By Nick Remsen
Atop a Le Corbusier–designed building in urbane Marseille, France, Virginie Viard unveiled what would be her final collection for Chanel: Resort 2025. The setting, while interesting, did not really have anything to do with the clothes. Viard’s proposal was more athletic in feel, less architectural in silhouette. Chanel-isms like tweed and offhand senses of chic were all apparent, yet the standouts of the collection were its trousers and shorts: namely knee-length Bermudas, which stood tall against the kind of mixed, juxtaposed messaging of the staging. Every year it seems there’s less rhyme or reason as to how, when, and where fashion brands show their collections. Houses hop on and off the traditional catwalk calendars like passengers on morning métro rides, and some even take liberties with their seasons’ labels. (Is it Summer? Is it Pre-Fall?) But the show element is only just that: theatrical ephemera and, increasingly, social media brouhaha—and ever-less-so a platform for buyers. What these productions really do, beyond the lights, is tee up what consumers will soon be buying; even with a non-fixed runway schedule, fashion’s delivery cycle has remained consistent. And there’s no delivery that’s more of a rampart than Resort, which starts to arrive in November and can remain on hangers until April.
Resort, sometimes called Cruise (though this has died out a bit), arrives after Fall/Winter and before Spring/Summer. And it is a somewhat amorphous thing. Resort collections used to serve sunseekers and snowbirds jetting to warmer climes for the holidays and early winter months: light, bright, tropical, or desert clothes that you’ve seen on old postcards of pretty young things in Islamorada or Palm Springs.

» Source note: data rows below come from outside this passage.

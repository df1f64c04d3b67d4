use thiserror::Error;

#[derive(Debug, Error)]
pub enum RentalFinanceError {
    #[error("Invalid input: {field} — {reason}")]
    InvalidInput { field: String, reason: String },

    #[error("Insufficient data: {0}")]
    InsufficientData(String),

    #[error("Date error: {0}")]
    DateError(String),

    #[error("Invalid configuration: {0}")]
    InvalidConfig(String),

    #[error("Serialization error: {0}")]
    SerializationError(String),
}

impl From<serde_json::Error> for RentalFinanceError {
    fn from(e: serde_json::Error) -> Self {
        RentalFinanceError::SerializationError(e.to_string())
    }
}

impl RentalFinanceError {
    /// Shorthand for the most common validation failure.
    pub(crate) fn invalid(field: impl Into<String>, reason: impl Into<String>) -> Self {
        RentalFinanceError::InvalidInput {
            field: field.into(),
            reason: reason.into(),
        }
    }

    /// A figure too large to represent as a `Decimal`.
    pub(crate) fn overflow(field: impl Into<String>) -> Self {
        Self::invalid(field, "Amount is too large to compute")
    }
}
use clap::{Args, ValueEnum};
use rust_decimal::Decimal;
use serde::Deserialize;
use serde_json::Value;

use rental_finance_core::apportionment::split::{
    self, ApportionmentInput, ApportionmentStrategy,
};
use rental_finance_core::delinquency::fees::{self, DelinquencyInput};
use rental_finance_core::{EngineConfig, Money, Unit};

use crate::input;

/// Arguments for late-payment fees
#[derive(Args)]
pub struct LateFeeArgs {
    /// Amount originally billed
    #[arg(long)]
    pub amount: Option<Decimal>,

    /// Due date (YYYY-MM-DD)
    #[arg(long)]
    pub due: Option<String>,

    /// Payment date (YYYY-MM-DD); defaults to today
    #[arg(long)]
    pub paid: Option<String>,

    /// Path to JSON input file (overrides individual flags)
    #[arg(long)]
    pub input: Option<String>,
}

#[derive(Debug, Clone, Copy, ValueEnum)]
pub enum StrategyArg {
    ByUnit,
    ByOccupant,
}

impl From<StrategyArg> for ApportionmentStrategy {
    fn from(arg: StrategyArg) -> Self {
        match arg {
            StrategyArg::ByUnit => ApportionmentStrategy::ByUnit,
            StrategyArg::ByOccupant => ApportionmentStrategy::ByOccupant,
        }
    }
}

/// Arguments for splitting a shared expense
#[derive(Args)]
pub struct ApportionArgs {
    /// Path to JSON input file with `total_expense` and `units`
    #[arg(long)]
    pub input: Option<String>,

    /// Allocation rule; overrides `strategy` in the input file
    #[arg(long, value_enum)]
    pub strategy: Option<StrategyArg>,

    /// Total expense; overrides `total_expense` in the input file
    #[arg(long)]
    pub total: Option<Decimal>,
}

/// Apportionment payload as read from disk, where the strategy may come from a flag.
#[derive(Deserialize)]
struct ApportionPayload {
    #[serde(default)]
    total_expense: Option<Money>,
    #[serde(default)]
    units: Vec<Unit>,
    #[serde(default)]
    strategy: Option<ApportionmentStrategy>,
}

pub fn run_late_fee(
    args: LateFeeArgs,
    config: &EngineConfig,
) -> Result<Value, Box<dyn std::error::Error>> {
    let fee_input: DelinquencyInput = if args.input.is_some() || args.amount.is_none() {
        input::read_payload(args.input.as_deref(), "late fee")?
    } else {
        DelinquencyInput {
            original_amount: args.amount.ok_or("--amount is required (or provide --input)")?,
            due_date: args.due.ok_or("--due is required (or provide --input)")?,
            paid_date: args.paid,
        }
    };
    let result = fees::calculate_delinquency_fee_with(&fee_input, &config.delinquency)?;
    Ok(serde_json::to_value(result)?)
}

pub fn run_apportion(args: ApportionArgs) -> Result<Value, Box<dyn std::error::Error>> {
    let payload: ApportionPayload = input::read_payload(args.input.as_deref(), "apportionment")?;
    let strategy = args
        .strategy
        .map(ApportionmentStrategy::from)
        .or(payload.strategy)
        .ok_or("--strategy by-unit|by-occupant is required when the input has none")?;
    let total_expense = args
        .total
        .or(payload.total_expense)
        .ok_or("--total is required when the input has no total_expense")?;

    let result = split::apportion_expense(&ApportionmentInput {
        total_expense,
        units: payload.units,
        strategy,
    })?;
    Ok(serde_json::to_value(result)?)
}

use serde::de::DeserializeOwned;
use std::fs;
use std::path::{Path, PathBuf};

/// Read a JSON file and deserialise into a typed struct.
pub fn read_json<T: DeserializeOwned>(path: &str) -> Result<T, Box<dyn std::error::Error>> {
    let (canonical, contents) = read_file(path)?;
    let value: T = serde_json::from_str(&contents)
        .map_err(|e| format!("Failed to parse '{}': {}", canonical.display(), e))?;
    Ok(value)
}

/// Read a TOML file and deserialise into a typed struct.
pub fn read_toml<T: DeserializeOwned>(path: &str) -> Result<T, Box<dyn std::error::Error>> {
    let (canonical, contents) = read_file(path)?;
    let value: T = toml::from_str(&contents)
        .map_err(|e| format!("Failed to parse '{}': {}", canonical.display(), e))?;
    Ok(value)
}

fn read_file(path: &str) -> Result<(PathBuf, String), Box<dyn std::error::Error>> {
    let canonical = resolve_path(path)?;
    tracing::debug!(path = %canonical.display(), "reading input file");
    let contents = fs::read_to_string(&canonical)
        .map_err(|e| format!("Failed to read '{}': {}", canonical.display(), e))?;
    Ok((canonical, contents))
}

/// Resolve a relative path against the working directory and check it is a file.
fn resolve_path(path: &str) -> Result<PathBuf, Box<dyn std::error::Error>> {
    let p = Path::new(path);
    let canonical = if p.is_absolute() {
        p.to_path_buf()
    } else {
        std::env::current_dir()?.join(p)
    };

    if !canonical.exists() {
        return Err(format!("File not found: {}", canonical.display()).into());
    }
    if !canonical.is_file() {
        return Err(format!("Not a file: {}", canonical.display()).into());
    }

    Ok(canonical)
}

#[cfg(test)]
mod tests {
    use super::*;
    use std::io::Write;

    #[derive(Debug, serde::Deserialize)]
    struct Sample {
        amount: String,
    }

    #[test]
    fn test_read_json_file() {
        let mut file = tempfile::NamedTempFile::new().unwrap();
        write!(file, r#"{{"amount": "12.50"}}"#).unwrap();
        let sample: Sample = read_json(file.path().to_str().unwrap()).unwrap();
        assert_eq!(sample.amount, "12.50");
    }

    #[test]
    fn test_missing_file_reported() {
        let err = read_json::<Sample>("/definitely/not/here.json").unwrap_err();
        assert!(err.to_string().contains("File not found"));
    }

    #[test]
    fn test_directory_rejected() {
        let dir = tempfile::tempdir().unwrap();
        let err = read_toml::<Sample>(dir.path().to_str().unwrap()).unwrap_err();
        assert!(err.to_string().contains("Not a file"));
    }

    #[test]
    fn test_parse_error_names_file() {
        let mut file = tempfile::NamedTempFile::new().unwrap();
        write!(file, "not json").unwrap();
        let err = read_json::<Sample>(file.path().to_str().unwrap()).unwrap_err();
        assert!(err.to_string().contains("Failed to parse"));
    }
}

But these days, Resort has to touch on a bit of everything—ski and alpine garb included—because the people who can afford these clothes are now more everything everywhere-all-at-once. There has also been a broadening of fashion consumption; there’s a far wider and more diverse clientele than in decades past (in large part because of that social media brouhaha mentioned above; it’s not all bad!). So what does Resort look like going into 2025? It’s a mixed bag, to be certain, but a clear standout is an uptick in looks and concepts anchored by chic trousers or Bermuda shorts à la Chanel. Dressier, frillier, floatier things seem forgettable right now; pants and shorts and their variants are consistent: steadfast staples from the steadiest season.
There were solid shorts on view at Valentino, which was Alessandro Michele’s debut for the house after his 20-year tenure at Gucci. To illustrate just how much horsepower Resort needs: Valentino’s lineup has 171 looks, which is about five times the average amount in a collection! Jeans ran multiple stylistic gamuts. At Balenciaga, they were baggy and darkly acid-washed. They looked especially good when paired with an oversized polo shirt. At Roberto Cavalli, denim trousers were also baggy yet scraped and inlaid with a louder textile treatment: almost as if a giant tiger had swiped at the raw material after it was sewn, clawing out its lining. At Versace, Donatella Versace channeled a late-1980’s–to-early–90’s spirit with skinnier, slouchier cuts. The designer said she was thinking of the heyday around Versus, the former Versace splinter line that was a little younger in verve (and a little easier on credit cards). Also, there were some outliers for the more adventurous but no less stylish. See: knit joggers with beading at Chloé by Chemena Kamali; oxblood leather square-cut trousers at Gucci by Sabato De Sarno; and technical neo-cargo pants at Burberry by Daniel Lee.
These garments and more seem to underline the durability that’s needed in contemporary Resort merchandising: pants are repeatable, versatile, formal and casual in tandem, somewhat easy and never really considered in bad taste. So, indeed, there is a bit of subconsciousness afoot here—looking for longevity in the longest season, all of that. Yet pragmatically speaking, there is something particularly rewarding about buying, and wearing the hell out of, a damn good pair of trousers or shorts. In a fashion world of shifting conventions and fleeting moments, pants and their ilk are the wardrobe equivalents of the long game. We think there’s real value in playing it.